Tswa uses a variant of the Latin alphabet previously used for Tsonga. It is partly based on those developed by the Portuguese colonists and Methodist missionaries to the region. The first major transliterator for the Tswa language into English was the Swede J. A. Persson, who consolidated the alphabet for Tswa specifically.

Letter:: A; B; C; D; E; G; H; I; J; K; L; M; N; Ṅ; O; P; R; S; Ŝ; T; U; V; W; X; Y; Z; Ẑ
Value:: a; b~β; tʃ; d; e~ɛ; ɡ; h; i; dʒ; k; l; m; n; ŋ; ɔ~o; p; r; s; ʂ; t; u; v; w; ʃ; j; z; ʐ

Ŝ and Ẑ are lightly whistled. The letter Q is sometimes used in words imported from Zulu, in which case it is pronounced in various ways, the clicks of Zulu not being native to the Tswa language. There are also several compounds, which include lateral fricatives.

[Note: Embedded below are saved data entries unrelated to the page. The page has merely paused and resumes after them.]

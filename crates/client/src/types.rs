//! Boundary types shared between the bridge client and the orchestration core.

use std::sync::Arc;

use async_trait::async_trait;
use serde::{Deserialize, Serialize};
use tokio::sync::mpsc;

use crate::error::Result;

/// Asynchronous event emitted by the chat-platform client during the
/// handshake and connection lifetime.
///
/// Events for a single session arrive in the order the platform emits them:
/// `Qr` (possibly repeated on refresh), `Authenticated`, `Ready`, with
/// `Disconnected` possible at any point.
#[derive(Debug, Clone, PartialEq, Eq)]
pub enum ClientEvent {
	/// A QR code was produced and must be scanned to authenticate.
	Qr { payload: String },
	/// The scanned QR code was accepted; credentials are persisted.
	Authenticated,
	/// The session is fully connected and ready for outbound operations.
	Ready { number: String },
	/// The session was torn down, by the remote side or by logout.
	Disconnected { reason: String },
}

/// Platform address of a contact: `user@server`.
#[derive(Debug, Clone, Serialize, Deserialize)]
pub struct ContactId {
	pub user: String,
	pub server: String,
}

/// Raw contact record as returned by the platform client.
#[derive(Debug, Clone, Serialize, Deserialize)]
#[serde(rename_all = "camelCase")]
pub struct ContactRecord {
	#[serde(default)]
	pub name: Option<String>,
	pub id: ContactId,
	#[serde(default)]
	pub pushname: Option<String>,
	#[serde(default)]
	pub is_me: bool,
	#[serde(default)]
	pub is_group: bool,
}

/// Opaque capability handle bound to one session.
///
/// The orchestration core never touches the underlying engine directly; every
/// provider operation goes through this trait, and every handshake event
/// comes back through the [`ClientEvent`] stream handed out at creation.
#[async_trait]
pub trait ChatClient: Send + Sync {
	/// Starts the handshake. Returns once the engine has accepted the
	/// request; connection progress is reported via events.
	async fn initialize(&self) -> Result<()>;

	/// Sends a text message to `chat_id` and returns the provider-issued
	/// message identifier.
	async fn send_message(&self, chat_id: &str, text: &str) -> Result<String>;

	/// Returns whether `chat_id` belongs to a registered platform user.
	async fn is_registered_user(&self, chat_id: &str) -> Result<bool>;

	/// Retrieves the full remote contact set.
	async fn get_contacts(&self) -> Result<Vec<ContactRecord>>;

	/// Gracefully logs the session out, invalidating stored credentials.
	async fn logout(&self) -> Result<()>;

	/// Tears the client down and releases engine resources.
	async fn destroy(&self) -> Result<()>;
}

impl std::fmt::Debug for dyn ChatClient {
	fn fmt(&self, f: &mut std::fmt::Formatter<'_>) -> std::fmt::Result {
		f.write_str("ChatClient")
	}
}

/// Factory producing one client handle plus its event stream per session.
///
/// This is the seam the orchestration core is generic over; production code
/// wires in [`crate::bridge::BridgeFactory`], tests substitute an in-process
/// double.
pub trait ClientFactory: Send + Sync {
	/// Allocates a fresh client for `session_name`.
	fn create(
		&self,
		session_name: &str,
	) -> Result<(Arc<dyn ChatClient>, mpsc::UnboundedReceiver<ClientEvent>)>;
}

Like most Bantu languages, all syllables end in vowels or nasals. Tone is important but is rarely written.

== Phonology ==

=== Consonants ===

Labial; Labio- dental; Alveolar; Post-alv./ Palatal; Velar; Glottal
plain: whstld.; lateral
Click: voiceless; ᵏǃ
voiced: ᶢǃ
prenasal: ᵑǃᵏ
Nasal: m; n; ɲ; ŋ
Plosive: voiceless; p; t; c; k
aspirated: pʰ; tʰ; cʰ; kʰ
voiced: b; d; ɟ; ɡ
implosive: ɓ; ɗ
Affricate: voiceless; p͡s; p͡f; t͡s
voiced: b͡z; b͡v; d͡z
Fricative: voiceless; f; s; sᶲ; ɬ; ʃ; h
voiced: v; z; zᵝ; ɮ; ʒ
Rhotic: r
Approximant: lateral; l; ʎ
central: ʋ; j; w

=== Vowels ===

|  | Front | Central | Back |
|---|---|---|---|
| Close | i |  | u |
| Mid | e |  | o |
| Open |  | a |  |

== Basics of grammar ==

Tswa is a Bantu language and thus has a noun class system and verbal system easily recognisable to Bantu speakers throughout Eastern and Southern Africa. In general the system is the same as in most Bantu languages. The following details are more specific.

===Noun class system===
Instead of genders there are eight classes which have a similar but more complex role, where each noun begins with a class prefix as below:

| Class Number | Singular | Plural | Uses |
|---|---|---|---|
| 1 | ma- | ba- | mainly nouns for people |
| 2 | mu- | mi- | impersonal objects |
| 3 | gi- | ma- | impersonal objects, particularly fruit |
| 4 | xi- | ẑi- | tools, means, languages, diminutives, defects, verbal nouns |
| 5 | yi- | ti- | particularly nouns for animals |
| 6 | li- | ti- | mental qualities, states of mind, verbal nouns |
| 7 | wu- | - | abstract nouns |
| 8 | ku | - | infinitives |

===Verbal systems===

Tswa verbs change according to status (affirmative/negative), mood (indicative/potential), aspect, tense, number, person and class.
The usual three persons used in the Bantu group apply, and the first and second persons plural are maximally inclusive. The class link is usually written as a separate word, as in Tsonga and Ronga. Otherwise the paradigm is organised as follows:

- Affirmative
 Indicative:
 Present
 Present continuous
 Past
 Past continuous
 Perfect
 Pluperfect
 Future
 Future perfect
 Potential:
 Present
 Past
 Perfect

- Negative
 Indicative:
 Present
 Past
 Past continuous
 Perfect
 Pluperfect
 Future
 Future Perfect
 Potential:
 Present
 Past
 Perfect

===Grammatical Peculiarities of Linguistic Interest===

Though Tswa does have a subjunctive, it does not change the standard '-a' at the end of a verb to an '-e' like most of the surrounding Bantu languages, unless it is used as an implied imperative in a dependent clause – a peculiarity it shares with the Tsonga and Ronga. The 'xi-' class, unlike its seeming equivalents in other languages, more closely mirrors the Nguni 'isi-' in that it has a strongly diminutive use.